Another short post today - and from another story found on the BBC - on the discovery of a gyroscope-like mechanism in moths to aid in the maintenance of in-flight balance.
As is well known, moths are most active at night, or at least during those periods of the day (or rather, night) which have the lowest levels of light. As such, when in flight, it would be near impossible for them to use visual landmarks as a reference for the purpose of stabilisation. So, how is this in-flight stabilisation achieved? According to Sane et al (Published in Science magazine, vol 315, p735), moths have what is in effect a gyroscopic system in their heads. The mechanism works roughly as follows: using an organ in their heads (Johnston's organ), the moths are able to detect their body position in relation to their antennae position, which apparently remains stationary during flight, thus providing what is in effect a fixed reference point. This was demonstrated by removing the antennae, resulting in the moths displaying very irregular flight patterns, bumping into walls and flying backwards. By merely 'glueing' the antennae back on, normal flight behaviour resumed. A somewhat cruel but very effective demonstration.

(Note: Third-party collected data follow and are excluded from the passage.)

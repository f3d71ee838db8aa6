//! Live navigation and the floating quick actions.
//!
//! Positions reach the session either by draining the position source
//! ([`DriverSessionStore::pump_location`]) or by hand
//! ([`DriverSessionStore::record_location`]). Either way the newest sample
//! drives the instruction engine and arrival detection.

use jiff::Timestamp;
use tracing::{debug, info, warn};

use crate::actions::{ActionContext, FloatingActionController, QuickAction, QuickActionKind};
use crate::analytics::EventName;
use crate::geo;
use crate::location::{LocationTracker, PositionSource, TrackerStatus};
use crate::model::{Coordinates, LocationSample, StopStatus};
use crate::navigation::NavigationInstructionEngine;
use crate::progress::RouteProgressTracker;

use super::{DriverSessionStore, Result, SessionChange, SessionError};

impl DriverSessionStore {
    /// Begin navigating the current stop's leg with positions from `source`.
    ///
    /// A denied permission is reported in the returned status; navigation
    /// still runs, fed only by [`Self::record_location`].
    pub fn start_navigation(&mut self, source: Box<dyn PositionSource>) -> Result<TrackerStatus> {
        self.ensure_live()?;
        if !self.has_active_route() {
            return Err(SessionError::InvalidTransition(
                "no active route to navigate".into(),
            ));
        }
        self.stop_navigation();
        let mut tracker = LocationTracker::new(source, self.config.location.clone());
        let status = tracker.start();
        self.tracker = Some(tracker);
        self.load_leg();
        Ok(status)
    }

    /// Release the location watch and drop navigation state. Idempotent.
    pub fn stop_navigation(&mut self) {
        if let Some(mut tracker) = self.tracker.take() {
            tracker.stop();
        }
        if self.navigation.take().is_some() {
            debug!("navigation stopped");
        }
        self.actions.collapse();
    }

    /// Drain the position source and let navigation react to the newest sample.
    ///
    /// Returns `true` if the current instruction advanced.
    pub fn pump_location(&mut self, now: Timestamp) -> bool {
        let Some(tracker) = self.tracker.as_mut() else {
            return false;
        };
        if tracker.pump() == 0 {
            return false;
        }
        self.process_location(now)
    }

    /// Feed one sample by hand, e.g. a manual refresh when permission is denied.
    pub fn record_location(&mut self, sample: LocationSample, now: Timestamp) -> bool {
        let Some(tracker) = self.tracker.as_mut() else {
            return false;
        };
        if !tracker.record(sample) {
            return false;
        }
        self.process_location(now)
    }

    fn process_location(&mut self, now: Timestamp) -> bool {
        if self.halted {
            return false;
        }
        let Some(tracker) = self.tracker.as_ref() else {
            return false;
        };
        let Some(sample) = tracker.last_sample().cloned() else {
            return false;
        };
        let confident = !tracker.is_stale(now) && tracker.is_accurate();

        let update = self.navigation.as_mut().map(|engine| {
            (
                engine.update(&sample, confident),
                engine.current_index(),
                engine.progress_percent(),
            )
        });
        let advanced = matches!(update, Some((true, _, _)));
        if let Some((true, current_index, progress_percent)) = update {
            self.notify(SessionChange::Navigation {
                current_index,
                progress_percent,
            });
        }

        let radius = self.config.navigation.arrival_radius_m;
        let arrived = confident
            && self
                .route
                .as_ref()
                .and_then(RouteProgressTracker::current_stop)
                .is_some_and(|stop| {
                    stop.status == StopStatus::EnRoute
                        && geo::distance_m(sample.coordinates(), stop.destination.coordinates)
                            <= radius
                });
        if arrived && let Err(e) = self.mark_arrived() {
            debug!(error = %e, "arrival not recorded");
        }

        advanced
    }

    /// Fetch directions for the current stop and restart the instruction engine.
    pub(super) fn load_leg(&mut self) {
        let origin = self.last_position();
        let Some(stop) = self
            .route
            .as_ref()
            .and_then(RouteProgressTracker::current_stop)
        else {
            self.navigation = None;
            return;
        };
        let instructions = match self.directions.directions(origin, stop) {
            Ok(leg) => leg.instructions,
            Err(e) => {
                warn!(stop = %stop.id, error = %e, "no directions for leg");
                Vec::new()
            }
        };
        let engine = NavigationInstructionEngine::new(instructions, self.config.navigation.clone());
        let change = SessionChange::Navigation {
            current_index: engine.current_index(),
            progress_percent: engine.progress_percent(),
        };
        self.navigation = Some(engine);
        self.notify(change);
    }

    fn last_position(&self) -> Option<Coordinates> {
        self.tracker
            .as_ref()
            .and_then(LocationTracker::last_sample)
            .map(LocationSample::coordinates)
    }

    // ── Quick actions ──

    pub fn action_context(&self) -> ActionContext {
        ActionContext {
            is_navigating: self.is_navigating(),
            has_active_route: self.has_active_route(),
            obscured: self.modals.obscures_chrome(),
        }
    }

    pub fn quick_actions(&self) -> [QuickAction; 2] {
        FloatingActionController::actions(self.action_context())
    }

    pub fn quick_actions_visible(&self) -> bool {
        FloatingActionController::is_visible(self.action_context())
    }

    pub fn toggle_quick_actions(&mut self) -> bool {
        self.actions.toggle_expanded()
    }

    pub fn quick_actions_expanded(&self) -> bool {
        self.actions.is_expanded()
    }

    /// Refetch directions for the current leg and restart its instructions.
    ///
    /// Returns `Ok(false)` when recalculation is not currently enabled.
    pub fn recalculate_route(&mut self) -> Result<bool> {
        self.ensure_live()?;
        let ctx = self.action_context();
        let origin = self.last_position();
        let (Some(route), Some(engine)) = (self.route.as_ref(), self.navigation.as_mut()) else {
            return Ok(false);
        };
        let Some(stop) = route.current_stop() else {
            return Ok(false);
        };
        let (route_id, stop_id) = (route.route().id, stop.id);

        let done = FloatingActionController::recalculate_route(
            ctx,
            self.directions.as_mut(),
            origin,
            stop,
            engine,
        )?;
        if done {
            info!(route = %route_id, stop = %stop_id, "route recalculated");
            self.emit(EventName::NavigationRecalculated, route_id, Some(stop_id));
            self.notify(SessionChange::Navigation {
                current_index: 0,
                progress_percent: 0,
            });
        }
        Ok(done)
    }

    /// Stop navigating immediately. The route stays active.
    ///
    /// Refused while the button is disabled: without an active route, or
    /// under a fullscreen modal.
    pub fn emergency_stop(&mut self) -> Result<()> {
        if !FloatingActionController::is_enabled(
            QuickActionKind::EmergencyStop,
            self.action_context(),
        ) {
            return Err(SessionError::InvalidTransition(
                "emergency stop is not available".into(),
            ));
        }
        warn!(driver = %self.driver.id, "emergency stop");
        self.stop_navigation();
        self.close_modal();
        Ok(())
    }
}
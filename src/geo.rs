//! Great-circle geometry and display formatting.

use crate::model::Coordinates;

/// Mean Earth radius in meters (IUGG).
const EARTH_RADIUS_M: f64 = 6_371_008.8;

/// Haversine distance between two coordinates in meters.
pub fn distance_m(a: Coordinates, b: Coordinates) -> f64 {
    let lat1 = a.lat.to_radians();
    let lat2 = b.lat.to_radians();
    let dlat = (b.lat - a.lat).to_radians();
    let dlng = (b.lng - a.lng).to_radians();

    let h = (dlat / 2.0).sin().powi(2) + lat1.cos() * lat2.cos() * (dlng / 2.0).sin().powi(2);
    2.0 * EARTH_RADIUS_M * h.sqrt().min(1.0).asin()
}

/// Initial bearing from `a` to `b` in degrees, normalized to `[0, 360)`.
pub fn bearing_deg(a: Coordinates, b: Coordinates) -> f64 {
    let lat1 = a.lat.to_radians();
    let lat2 = b.lat.to_radians();
    let dlng = (b.lng - a.lng).to_radians();

    let y = dlng.sin() * lat2.cos();
    let x = lat1.cos() * lat2.sin() - lat1.sin() * lat2.cos() * dlng.cos();

    (y.atan2(x).to_degrees() + 360.0) % 360.0
}

/// Format a distance for display: meters below 1 km, otherwise kilometers.
pub fn format_distance(meters: f64) -> String {
    if meters < 1000.0 {
        format!("{} m", meters.round())
    } else {
        format!("{:.1} km", meters / 1000.0)
    }
}

/// Format a duration for display.
#[allow(clippy::cast_possible_truncation, clippy::cast_sign_loss)]
pub fn format_duration(seconds: f64) -> String {
    let total = seconds.max(0.0).round() as u64;
    if total < 60 {
        format!("{total} s")
    } else if total < 3600 {
        format!("{} min", (total + 30) / 60)
    } else {
        let minutes = (total + 30) / 60;
        format!("{} h {:02} min", minutes / 60, minutes % 60)
    }
}
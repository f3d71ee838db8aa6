//! Turn-by-turn data as received from the directions provider.
//!
//! These values are immutable once received; the navigation engine only
//! derives a cursor over them.

use serde::{Deserialize, Serialize};

use super::Coordinates;

/// A single turn-by-turn instruction.
#[derive(Debug, Clone, PartialEq, Serialize, Deserialize)]
pub struct NavigationInstruction {
    /// Human-readable instruction text.
    pub text: String,
    /// Length of this step in meters.
    pub distance_m: f64,
    /// Expected travel time for this step in seconds.
    pub duration_s: f64,
    pub maneuver: Maneuver,
    /// Where the maneuver happens.
    pub coordinates: Coordinates,
}

#[derive(Debug, Clone, Copy, PartialEq, Eq, Serialize, Deserialize)]
#[serde(rename_all = "snake_case")]
pub enum Maneuver {
    Depart,
    Straight,
    SlightLeft,
    Left,
    SharpLeft,
    SlightRight,
    Right,
    SharpRight,
    UTurn,
    Roundabout,
    Arrive,
}

/// One leg of a route: from the driver's position to a single stop.
#[derive(Debug, Clone, Default, PartialEq, Serialize, Deserialize)]
pub struct Leg {
    #[serde(default)]
    pub polyline: Vec<Coordinates>,
    pub instructions: Vec<NavigationInstruction>,
}
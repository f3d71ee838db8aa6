//! Core data model for the dispatch session.
//!
//! Plain serde types shared by every component: drivers, routes and their
//! stops, navigation instructions, location samples, and delivery proof.

mod driver;
mod location;
mod navigation;
mod proof;
mod route;

pub use driver::{Driver, OnlineStatus, VehicleType};
pub use location::LocationSample;
pub use navigation::{Leg, Maneuver, NavigationInstruction};
pub use proof::{DeliveryProof, ProofField};
pub use route::{Coordinates, Destination, Item, Route, RouteStatus, Stop, StopStatus};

Coming from my point of view, I think this is an elegant example of how the morphology of an agent has an effect on behaviour, even if the required sensory system is in place. Thus here, the sensor (Johnston's organ) does not contribute adequately to overall agent behaviour if the body shape (antennae) is wrong - thus demonstrating the importance of not only a well designed control system, but also the correct type of physical implementation which complements this control system. So essentially, embodiment a necessity, not an extra.